# DIRECTIONS FOR THIS TASK
Using the records provided below, locate and copy each line that contains the word "loop".

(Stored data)
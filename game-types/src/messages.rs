use serde::{Deserialize, Serialize};
use ts_rs::TS;

use crate::{ChatMessage, GameSnapshot, Line, Player, WordChoices};

#[derive(Debug, Clone, Serialize, Deserialize, TS)]
#[ts(export)]
pub enum ClientEvent {
    Join { username: String, joined_at: i64 },
    NewMessage { text: String },
    NewLine { line: Line },
    NewWord { word: String },
    GetWordChoices,
}

#[derive(Debug, Clone, Serialize, Deserialize, TS)]
#[ts(export)]
pub enum ServerEvent {
    InvalidUsername,
    PlayerAdded { player: Player },
    AllPlayers { players: Vec<Player> },
    AllLines { lines: Vec<Line> },
    GameUpdate { game: GameSnapshot },
    NewChatMessage { message: ChatMessage },
    TurnStart,
    TurnDuring,
    TurnEnd,
    GameOver,
    GameWaiting,
    CountdownTick { remaining_ms: u64 },
    /// Drawer-only notice when the easy word was picked automatically.
    AutoChosenWord { word: String },
    /// Requester-only response to `GetWordChoices`.
    ChooseWord { choices: WordChoices },
}
use game_types::{Player, PlayerId};

/// Pick the next drawer: the oldest-joined player who has not drawn this
/// round. Equal timestamps fall back to join order because `min_by_key`
/// keeps the first of equal elements.
///
/// `None` means no eligible candidate, which callers treat as an invariant
/// violation: round start resets every `has_drawn` flag before selection
/// ever runs.
pub fn select_next_drawer<'a, I>(players: I) -> Option<PlayerId>
where
    I: IntoIterator<Item = &'a Player>,
{
    players
        .into_iter()
        .filter(|p| !p.has_drawn)
        .min_by_key(|p| p.joined_at)
        .map(|p| p.id)
}
use game_core::TICK_MS;
use game_types::GamePhase;
use std::time::Duration;
use tokio::sync::mpsc::UnboundedSender;
use tokio::task::JoinHandle;
use tracing::debug;

use crate::engine::Command;

/// Drives the per-phase countdown. Exactly one interval task is alive at
/// a time: arming a phase always cancels the previous task first, so a
/// dead phase can never keep ticking. The task only emits
/// `Command::Tick` values tagged with its phase; the remaining-time
/// bookkeeping lives in the session.
pub struct PhaseTimer {
    handle: Option<JoinHandle<()>>,
}

impl PhaseTimer {
    pub fn new() -> Self {
        Self { handle: None }
    }

    pub fn arm(&mut self, phase: GamePhase, tx: UnboundedSender<Command>) {
        self.cancel();
        debug!(?phase, "arming phase timer");
        self.handle = Some(tokio::spawn(async move {
            let mut interval = tokio::time::interval(Duration::from_millis(TICK_MS));
            // The first interval tick resolves immediately; skip it so the
            // phase gets its full duration.
            interval.tick().await;
            loop {
                interval.tick().await;
                if tx.send(Command::Tick { phase }).is_err() {
                    break;
                }
            }
        }));
    }

    pub fn cancel(&mut self) {
        if let Some(handle) = self.handle.take() {
            handle.abort();
        }
    }

    pub fn is_armed(&self) -> bool {
        self.handle.is_some()
    }
}

impl Default for PhaseTimer {
    fn default() -> Self {
        Self::new()
    }
}

impl Drop for PhaseTimer {
    fn drop(&mut self) {
        self.cancel();
    }
}
use game_types::{Player, PlayerId};
use std::collections::HashMap;
use thiserror::Error;

#[derive(Debug, Clone, PartialEq, Eq, Error)]
pub enum JoinError {
    #[error("username '{0}' is already taken")]
    DuplicateUsername(String),
}

/// The set of connected players, keyed by connection id.
///
/// Insertion order is preserved so drawer selection can break joined-at
/// ties deterministically. Display names are unique (case-sensitive)
/// among active players.
#[derive(Debug, Default)]
pub struct PlayerRegistry {
    players: HashMap<PlayerId, Player>,
    order: Vec<PlayerId>,
}

impl PlayerRegistry {
    pub fn new() -> Self {
        Self::default()
    }

    pub fn join(
        &mut self,
        id: PlayerId,
        username: String,
        joined_at: i64,
    ) -> Result<&Player, JoinError> {
        if self.players.values().any(|p| p.username == username) {
            return Err(JoinError::DuplicateUsername(username));
        }

        self.players.insert(id, Player::new(id, username, joined_at));
        self.order.push(id);
        Ok(&self.players[&id])
    }

    pub fn remove(&mut self, id: PlayerId) -> Option<Player> {
        let removed = self.players.remove(&id);
        if removed.is_some() {
            self.order.retain(|&other| other != id);
        }
        removed
    }

    pub fn get(&self, id: PlayerId) -> Option<&Player> {
        self.players.get(&id)
    }

    pub fn get_mut(&mut self, id: PlayerId) -> Option<&mut Player> {
        self.players.get_mut(&id)
    }

    pub fn len(&self) -> usize {
        self.players.len()
    }

    pub fn is_empty(&self) -> bool {
        self.players.is_empty()
    }

    /// Players in join order.
    pub fn iter_ordered(&self) -> impl Iterator<Item = &Player> {
        self.order.iter().filter_map(|id| self.players.get(id))
    }

    pub fn iter_mut(&mut self) -> impl Iterator<Item = &mut Player> {
        self.players.values_mut()
    }

    pub fn roster(&self) -> Vec<Player> {
        self.iter_ordered().cloned().collect()
    }
}

#[cfg(test)]
mod tests {
    use super::*;
    use game_types::Role;
    use uuid::Uuid;

    #[test]
    fn new_player_defaults() {
        let mut registry = PlayerRegistry::new();
        let id = Uuid::new_v4();
        let player = registry.join(id, "Alice".to_string(), 100).unwrap();

        assert_eq!(player.score, 0);
        assert_eq!(player.role, Role::Guesser);
        assert!(!player.has_drawn);
        assert!(!player.won_turn);
        assert_eq!(player.joined_at, 100);
    }

    #[test]
    fn duplicate_username_is_rejected_without_mutation() {
        let mut registry = PlayerRegistry::new();
        registry.join(Uuid::new_v4(), "Alice".to_string(), 1).unwrap();

        let second = registry.join(Uuid::new_v4(), "Alice".to_string(), 2);
        assert_eq!(
            second.unwrap_err(),
            JoinError::DuplicateUsername("Alice".to_string())
        );
        assert_eq!(registry.len(), 1);
    }

    #[test]
    fn username_match_is_case_sensitive() {
        let mut registry = PlayerRegistry::new();
        registry.join(Uuid::new_v4(), "Alice".to_string(), 1).unwrap();
        assert!(registry.join(Uuid::new_v4(), "alice".to_string(), 2).is_ok());
        assert_eq!(registry.len(), 2);
    }

    #[test]
    fn removal_preserves_join_order() {
        let mut registry = PlayerRegistry::new();
        let a = Uuid::new_v4();
        let b = Uuid::new_v4();
        let c = Uuid::new_v4();
        registry.join(a, "a".to_string(), 1).unwrap();
        registry.join(b, "b".to_string(), 2).unwrap();
        registry.join(c, "c".to_string(), 3).unwrap();

        registry.remove(b);
        let names: Vec<_> = registry.iter_ordered().map(|p| p.username.as_str()).collect();
        assert_eq!(names, vec!["a", "c"]);
    }

    #[test]
    fn removing_unknown_player_is_a_noop() {
        let mut registry = PlayerRegistry::new();
        registry.join(Uuid::new_v4(), "a".to_string(), 1).unwrap();
        assert!(registry.remove(Uuid::new_v4()).is_none());
        assert_eq!(registry.len(), 1);
    }
}
use std::sync::Arc;
use tokio::sync::mpsc::{UnboundedReceiver, UnboundedSender};
use tracing::{info, warn};

use game_core::{GameSession, SessionEvent, phase_duration_ms};
use game_types::{GamePhase, Line, MessageKind, PlayerId, ServerEvent};

use crate::scheduler::PhaseTimer;
use crate::websocket::connection::{ConnectionId, RoomHub};

/// Inbound work for the dispatch loop: one variant per client event plus
/// the scheduler's phase-tagged ticks.
#[derive(Debug)]
pub enum Command {
    Join {
        conn: ConnectionId,
        username: String,
        joined_at: i64,
    },
    Disconnect {
        conn: ConnectionId,
    },
    Chat {
        conn: ConnectionId,
        text: String,
    },
    Line {
        conn: ConnectionId,
        line: Line,
    },
    Word {
        conn: ConnectionId,
        word: String,
    },
    WordChoices {
        conn: ConnectionId,
    },
    Tick {
        phase: GamePhase,
    },
}

/// Single-threaded run-to-completion dispatch: commands are processed
/// strictly in arrival order, so no two session mutations can ever
/// interleave. Owns the session and the phase timer for its lifetime.
pub async fn run_engine(
    mut session: GameSession,
    hub: Arc<RoomHub>,
    tx: UnboundedSender<Command>,
    mut rx: UnboundedReceiver<Command>,
) {
    info!("game engine started");
    let mut timer = PhaseTimer::new();
    while let Some(command) = rx.recv().await {
        let events = dispatch(&mut session, command);
        apply(&session, &hub, &mut timer, &tx, events).await;
    }
    timer.cancel();
    info!("game engine stopped");
}

fn dispatch(session: &mut GameSession, command: Command) -> Vec<SessionEvent> {
    match command {
        Command::Join {
            conn,
            username,
            joined_at,
        } => session.join(conn.player_id(), username, joined_at),
        Command::Disconnect { conn } => session.disconnect(conn.player_id()),
        Command::Chat { conn, text } => session.chat(conn.player_id(), text),
        Command::Line { line, .. } => session.add_line(line),
        Command::Word { conn, word } => session.choose_word(conn.player_id(), word),
        Command::WordChoices { conn } => session.request_word_choices(conn.player_id()),
        Command::Tick { phase } => session.tick(phase),
    }
}

/// Push a batch of session effects out through the hub and keep the
/// phase timer in sync with the current phase.
async fn apply(
    session: &GameSession,
    hub: &RoomHub,
    timer: &mut PhaseTimer,
    tx: &UnboundedSender<Command>,
    events: Vec<SessionEvent>,
) {
    for event in events {
        match event {
            SessionEvent::JoinRejected { to } => {
                unicast(hub, to, ServerEvent::InvalidUsername).await;
            }
            SessionEvent::PlayerAdded { to, player } => {
                unicast(hub, to, ServerEvent::PlayerAdded { player }).await;
            }
            SessionEvent::Chat { origin, message } => {
                // Close guesses are private feedback to the guesser;
                // everything else goes to the whole room.
                if message.kind == MessageKind::CloseGuess {
                    unicast(hub, origin, ServerEvent::NewChatMessage { message }).await;
                } else {
                    hub.broadcast(ServerEvent::NewChatMessage { message }).await;
                }
            }
            SessionEvent::RosterChanged => {
                hub.broadcast(ServerEvent::AllPlayers {
                    players: session.players(),
                })
                .await;
            }
            SessionEvent::LinesChanged => {
                hub.broadcast(ServerEvent::AllLines {
                    lines: session.lines(),
                })
                .await;
            }
            SessionEvent::PhaseStarted(phase) => {
                timer.cancel();
                hub.broadcast(phase_announcement(phase)).await;
                hub.broadcast(ServerEvent::GameUpdate {
                    game: session.snapshot(),
                })
                .await;
                if phase_duration_ms(phase).is_some() {
                    timer.arm(phase, tx.clone());
                }
            }
            SessionEvent::Countdown { remaining_ms } => {
                hub.broadcast(ServerEvent::CountdownTick { remaining_ms }).await;
            }
            SessionEvent::AutoWordChosen { drawer, word } => {
                unicast(hub, drawer, ServerEvent::AutoChosenWord { word }).await;
            }
            SessionEvent::SnapshotFor { to } => {
                unicast(
                    hub,
                    to,
                    ServerEvent::AllLines {
                        lines: session.lines(),
                    },
                )
                .await;
                unicast(
                    hub,
                    to,
                    ServerEvent::GameUpdate {
                        game: session.snapshot(),
                    },
                )
                .await;
            }
            SessionEvent::WordChoicesFor { to, choices } => {
                unicast(hub, to, ServerEvent::ChooseWord { choices }).await;
            }
        }
    }
}

fn phase_announcement(phase: GamePhase) -> ServerEvent {
    match phase {
        GamePhase::Waiting => ServerEvent::GameWaiting,
        GamePhase::TurnStart => ServerEvent::TurnStart,
        GamePhase::TurnDuring => ServerEvent::TurnDuring,
        GamePhase::TurnEnd => ServerEvent::TurnEnd,
        GamePhase::GameOver => ServerEvent::GameOver,
    }
}

async fn unicast(hub: &RoomHub, to: PlayerId, event: ServerEvent) {
    if let Err(e) = hub.send_to(ConnectionId::from(to), event).await {
        warn!(%to, "failed to deliver event: {}", e);
    }
}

# EXERCISE OUTPUT
            loop {
/// Inbound work for the dispatch loop: one variant per client event plus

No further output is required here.